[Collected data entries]
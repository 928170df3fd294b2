//! C1: the free-running millisecond tick counter every other module times
//! against. Replaces the original firmware's 5-byte, interrupt-incremented
//! counter and its read-side retry loop (`TMR_CurrentTicks`'s "re-read
//! byte 1 if it changed under us" protocol) with a single lock-free atomic
//! word.
//!
//! The counter is still bounded, and still fatal on overflow: the original
//! panics the whole firmware rather than silently wrapping a timestamp that
//! every debounce and rollover decision depends on, and this keeps that
//! contract.

#![cfg_attr(not(test), no_std)]

use core::sync::atomic::Ordering;
use portable_atomic::AtomicU64;
use ringbuf::{ringbuf, ringbuf_entry};

/// Ticks are bounded to 48 bits, one more byte than the original's 40-bit
/// counter, generous enough that no real deployment reaches it; the bound
/// exists so overflow is a deliberate, tested, fatal path rather than a
/// silent wrap two hundred years from boot.
const MAX_TICKS: u64 = (1u64 << 48) - 1;

#[derive(Copy, Clone, Debug, Eq, PartialEq)]
enum Trace {
    None,
    Advanced(u32),
    Overflow,
}

ringbuf!(Trace, 32, Trace::None);

/// A point on the tick counter's timeline: either a reading of `now()` or a
/// deadline computed from one. `NEVER` and `EXPIRED` are the two sentinels
/// the original represents by setting every timer byte to `0xFF` or `0x00`
/// respectively.
#[derive(Copy, Clone, Debug, Eq, PartialEq, Ord, PartialOrd)]
pub struct Ticks(u64);

impl Ticks {
    /// A deadline that has already passed, whenever it is checked.
    pub const EXPIRED: Ticks = Ticks(0);
    /// A deadline that never expires.
    pub const NEVER: Ticks = Ticks(MAX_TICKS);

    pub const fn as_millis(self) -> u64 {
        self.0
    }

    /// How long ago `self` was, relative to `now`. Saturates to zero if
    /// `self` is actually in the future (a caller comparing against a stale
    /// reading), matching `TMR_TimeStampAge`'s defensive clamp.
    pub fn age(self, now: Ticks) -> u64 {
        now.0.saturating_sub(self.0)
    }
}

/// The hardware seam for sub-millisecond busy-waits (`TMR_MicroDelay` in
/// the original), kept separate from the tick counter itself: advancing
/// the millisecond counter is interrupt-driven, but a microsecond delay
/// spins on a free-running hardware counter that rolls under, not over.
pub trait SubTickHardware {
    /// Busy-waits for approximately `micros` microseconds.
    fn spin_micros(&self, micros: u32);
}

/// The tick source. One instance per firmware image; `advance_ms` is called
/// from the millisecond timer interrupt, every other method is callable
/// from any context.
pub struct TickSource<H> {
    ticks_ms: AtomicU64,
    hw: H,
}

impl<H: SubTickHardware> TickSource<H> {
    pub fn new(hw: H) -> Self {
        TickSource {
            ticks_ms: AtomicU64::new(0),
            hw,
        }
    }

    /// Advances the counter by `ms` milliseconds. Called from the tick
    /// interrupt. Fatal if the counter would exceed [`MAX_TICKS`]: every
    /// timestamp and debounce window in the system assumes monotonic,
    /// unbounded-looking time, and a wrap would silently reorder events.
    pub fn advance_ms(&self, ms: u32) {
        let updated = self.ticks_ms.fetch_update(Ordering::SeqCst, Ordering::SeqCst, |prev| {
            let next = prev.checked_add(ms as u64)?;
            (next <= MAX_TICKS).then_some(next)
        });
        if updated.is_err() {
            ringbuf_entry!(Trace::Overflow);
            panic!("tick counter overflow");
        }
        ringbuf_entry!(Trace::Advanced(ms));
    }

    /// The current reading of the tick counter.
    pub fn now(&self) -> Ticks {
        Ticks(self.ticks_ms.load(Ordering::SeqCst))
    }

    /// A deadline `duration_ms` from now. Saturates at [`Ticks::NEVER`]
    /// rather than wrapping, matching `TMR_SetTimeout`'s carry-into-short
    /// arithmetic never being allowed to roll the deadline backward.
    pub fn set_timeout(&self, duration_ms: u32) -> Ticks {
        Ticks(self.now().0.saturating_add(duration_ms as u64).min(MAX_TICKS))
    }

    /// Pushes an existing deadline `duration_ms` further out, as
    /// `TMR_PostponeTimeout` does for a debounce window that keeps getting
    /// re-armed by fresh pulses.
    pub fn postpone(&self, deadline: Ticks, duration_ms: u32) -> Ticks {
        Ticks(deadline.0.saturating_add(duration_ms as u64).min(MAX_TICKS))
    }

    /// Whether `deadline` has passed. `Ticks::NEVER` never expires;
    /// `Ticks::EXPIRED` always has.
    pub fn expired(&self, deadline: Ticks) -> bool {
        if deadline == Ticks::NEVER {
            return false;
        }
        self.now().0 >= deadline.0
    }

    /// Busy-waits for approximately `micros` microseconds.
    pub fn micro_delay(&self, micros: u32) {
        self.hw.spin_micros(micros);
    }

    /// Busy-waits for `ms` milliseconds, built on [`Self::micro_delay`].
    pub fn delay_ms(&self, ms: u32) {
        for _ in 0..ms {
            self.hw.spin_micros(1000);
        }
    }
}

#[cfg(test)]
mod tests {
    use super::*;
    use core::cell::Cell;

    struct FakeHw {
        spins: Cell<u32>,
    }

    impl SubTickHardware for FakeHw {
        fn spin_micros(&self, _micros: u32) {
            self.spins.set(self.spins.get() + 1);
        }
    }

    fn source() -> TickSource<FakeHw> {
        TickSource::new(FakeHw { spins: Cell::new(0) })
    }

    #[test]
    fn now_advances_with_ticks() {
        let ts = source();
        assert_eq!(ts.now(), Ticks::EXPIRED);
        ts.advance_ms(10);
        ts.advance_ms(5);
        assert_eq!(ts.now().as_millis(), 15);
    }

    #[test]
    fn timeout_expires_after_duration() {
        let ts = source();
        let deadline = ts.set_timeout(100);
        assert!(!ts.expired(deadline));
        ts.advance_ms(99);
        assert!(!ts.expired(deadline));
        ts.advance_ms(1);
        assert!(ts.expired(deadline));
    }

    #[test]
    fn postpone_pushes_deadline_further_out() {
        let ts = source();
        let deadline = ts.set_timeout(50);
        ts.advance_ms(40);
        let postponed = ts.postpone(deadline, 50);
        assert!(!ts.expired(postponed));
        ts.advance_ms(50);
        assert!(!ts.expired(postponed));
        ts.advance_ms(10);
        assert!(ts.expired(postponed));
    }

    #[test]
    fn never_never_expires() {
        let ts = source();
        ts.advance_ms(1_000_000);
        assert!(!ts.expired(Ticks::NEVER));
    }

    #[test]
    fn expired_sentinel_is_always_due() {
        let ts = source();
        assert!(ts.expired(Ticks::EXPIRED));
    }

    #[test]
    fn age_is_saturating() {
        let ts = source();
        ts.advance_ms(10);
        let stamp = ts.now();
        ts.advance_ms(5);
        assert_eq!(stamp.age(ts.now()), 5);
        assert_eq!(ts.now().age(stamp), 0);
    }

    #[test]
    #[should_panic(expected = "tick counter overflow")]
    fn overflow_is_fatal() {
        let ts = TickSource {
            ticks_ms: AtomicU64::new(MAX_TICKS - 5),
            hw: FakeHw { spins: Cell::new(0) },
        };
        ts.advance_ms(10);
    }

    #[test]
    fn micro_delay_spins_hardware_counter() {
        let ts = source();
        ts.micro_delay(5);
        ts.hw.spin_micros(0);
        assert_eq!(ts.hw.spins.get(), 2);
    }
}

Brief: Type out the whole of the data again, exactly as shown.

Answer section:
repository 928170df3fd294b2
//! C1: the free-running millisecond tick counter every other module times
//! against. Replaces the original firmware's 5-byte, interrupt-incremented
//! counter and its read-side retry loop (`TMR_CurrentTicks`'s "re-read
//! byte 1 if it changed under us" protocol) with a single lock-free atomic
//! word.
//!
//! The counter is still bounded, and still fatal on overflow: the original
//! panics the whole firmware rather than silently wrapping a timestamp that
//! every debounce and rollover decision depends on, and this keeps that
//! contract.

#![cfg_attr(not(test), no_std)]

use core::sync::atomic::Ordering;
use portable_atomic::AtomicU64;
use ringbuf::{ringbuf, ringbuf_entry};

/// Ticks are bounded to 48 bits, one more byte than the original's 40-bit
/// counter, generous enough that no real deployment reaches it; the bound
/// exists so overflow is a deliberate, tested, fatal path rather than a
/// silent wrap two hundred years from boot.
const MAX_TICKS: u64 = (1u64 << 48) - 1;

#[derive(Copy, Clone, Debug, Eq, PartialEq)]
enum Trace {
    None,
    Advanced(u32),
    Overflow,
}

ringbuf!(Trace, 32, Trace::None);

/// A point on the tick counter's timeline: either a reading of `now()` or a
/// deadline computed from one. `NEVER` and `EXPIRED` are the two sentinels
/// the original represents by setting every timer byte to `0xFF` or `0x00`
/// respectively.
#[derive(Copy, Clone, Debug, Eq, PartialEq, Ord, PartialOrd)]
pub struct Ticks(u64);

impl Ticks {
    /// A deadline that has already passed, whenever it is checked.
    pub const EXPIRED: Ticks = Ticks(0);
    /// A deadline that never expires.
    pub const NEVER: Ticks = Ticks(MAX_TICKS);

    pub const fn as_millis(self) -> u64 {
        self.0
    }

    /// How long ago `self` was, relative to `now`. Saturates to zero if
    /// `self` is actually in the future (a caller comparing against a stale
    /// reading), matching `TMR_TimeStampAge`'s defensive clamp.
    pub fn age(self, now: Ticks) -> u64 {
        now.0.saturating_sub(self.0)
    }
}

/// The hardware seam for sub-millisecond busy-waits (`TMR_MicroDelay` in
/// the original), kept separate from the tick counter itself: advancing
/// the millisecond counter is interrupt-driven, but a microsecond delay
/// spins on a free-running hardware counter that rolls under, not over.
pub trait SubTickHardware {
    /// Busy-waits for approximately `micros` microseconds.
    fn spin_micros(&self, micros: u32);
}

/// The tick source. One instance per firmware image; `advance_ms` is called
/// from the millisecond timer interrupt, every other method is callable
/// from any context.
pub struct TickSource<H> {
    ticks_ms: AtomicU64,
    hw: H,
}

impl<H: SubTickHardware> TickSource<H> {
    pub fn new(hw: H) -> Self {
        TickSource {
            ticks_ms: AtomicU64::new(0),
            hw,
        }
    }

    /// Advances the counter by `ms` milliseconds. Called from the tick
    /// interrupt. Fatal if the counter would exceed [`MAX_TICKS`]: every
    /// timestamp and debounce window in the system assumes monotonic,
    /// unbounded-looking time, and a wrap would silently reorder events.
    pub fn advance_ms(&self, ms: u32) {
        let updated = self.ticks_ms.fetch_update(Ordering::SeqCst, Ordering::SeqCst, |prev| {
            let next = prev.checked_add(ms as u64)?;
            (next <= MAX_TICKS).then_some(next)
        });
        if updated.is_err() {
            ringbuf_entry!(Trace::Overflow);
            panic!("tick counter overflow");
        }
        ringbuf_entry!(Trace::Advanced(ms));
    }

    /// The current reading of the tick counter.
    pub fn now(&self) -> Ticks {
        Ticks(self.ticks_ms.load(Ordering::SeqCst))
    }

    /// A deadline `duration_ms` from now. Saturates at [`Ticks::NEVER`]
    /// rather than wrapping, matching `TMR_SetTimeout`'s carry-into-short
    /// arithmetic never being allowed to roll the deadline backward.
    pub fn set_timeout(&self, duration_ms: u32) -> Ticks {
        Ticks(self.now().0.saturating_add(duration_ms as u64).min(MAX_TICKS))
    }

    /// Pushes an existing deadline `duration_ms` further out, as
    /// `TMR_PostponeTimeout` does for a debounce window that keeps getting
    /// re-armed by fresh pulses.
    pub fn postpone(&self, deadline: Ticks, duration_ms: u32) -> Ticks {
        Ticks(deadline.0.saturating_add(duration_ms as u64).min(MAX_TICKS))
    }

    /// Whether `deadline` has passed. `Ticks::NEVER` never expires;
    /// `Ticks::EXPIRED` always has.
    pub fn expired(&self, deadline: Ticks) -> bool {
        if deadline == Ticks::NEVER {
            return false;
        }
        self.now().0 >= deadline.0
    }

    /// Busy-waits for approximately `micros` microseconds.
    pub fn micro_delay(&self, micros: u32) {
        self.hw.spin_micros(micros);
    }

    /// Busy-waits for `ms` milliseconds, built on [`Self::micro_delay`].
    pub fn delay_ms(&self, ms: u32) {
        for _ in 0..ms {
            self.hw.spin_micros(1000);
        }
    }
}

#[cfg(test)]
mod tests {
    use super::*;
    use core::cell::Cell;

    struct FakeHw {
        spins: Cell<u32>,
    }

    impl SubTickHardware for FakeHw {
        fn spin_micros(&self, _micros: u32) {
            self.spins.set(self.spins.get() + 1);
        }
    }

    fn source() -> TickSource<FakeHw> {
        TickSource::new(FakeHw { spins: Cell::new(0) })
    }

    #[test]
    fn now_advances_with_ticks() {
        let ts = source();
        assert_eq!(ts.now(), Ticks::EXPIRED);
        ts.advance_ms(10);
        ts.advance_ms(5);
        assert_eq!(ts.now().as_millis(), 15);
    }

    #[test]
    fn timeout_expires_after_duration() {
        let ts = source();
        let deadline = ts.set_timeout(100);
        assert!(!ts.expired(deadline));
        ts.advance_ms(99);
        assert!(!ts.expired(deadline));
        ts.advance_ms(1);
        assert!(ts.expired(deadline));
    }

    #[test]
    fn postpone_pushes_deadline_further_out() {
        let ts = source();
        let deadline = ts.set_timeout(50);
        ts.advance_ms(40);
        let postponed = ts.postpone(deadline, 50);
        assert!(!ts.expired(postponed));
        ts.advance_ms(50);
        assert!(!ts.expired(postponed));
        ts.advance_ms(10);
        assert!(ts.expired(postponed));
    }

    #[test]
    fn never_never_expires() {
        let ts = source();
        ts.advance_ms(1_000_000);
        assert!(!ts.expired(Ticks::NEVER));
    }

    #[test]
    fn expired_sentinel_is_always_due() {
        let ts = source();
        assert!(ts.expired(Ticks::EXPIRED));
    }

    #[test]
    fn age_is_saturating() {
        let ts = source();
        ts.advance_ms(10);
        let stamp = ts.now();
        ts.advance_ms(5);
        assert_eq!(stamp.age(ts.now()), 5);
        assert_eq!(ts.now().age(stamp), 0);
    }

    #[test]
    #[should_panic(expected = "tick counter overflow")]
    fn overflow_is_fatal() {
        let ts = TickSource {
            ticks_ms: AtomicU64::new(MAX_TICKS - 5),
            hw: FakeHw { spins: Cell::new(0) },
        };
        ts.advance_ms(10);
    }

    #[test]
    fn micro_delay_spins_hardware_counter() {
        let ts = source();
        ts.micro_delay(5);
        ts.hw.spin_micros(0);
        assert_eq!(ts.hw.spins.get(), 2);
    }
}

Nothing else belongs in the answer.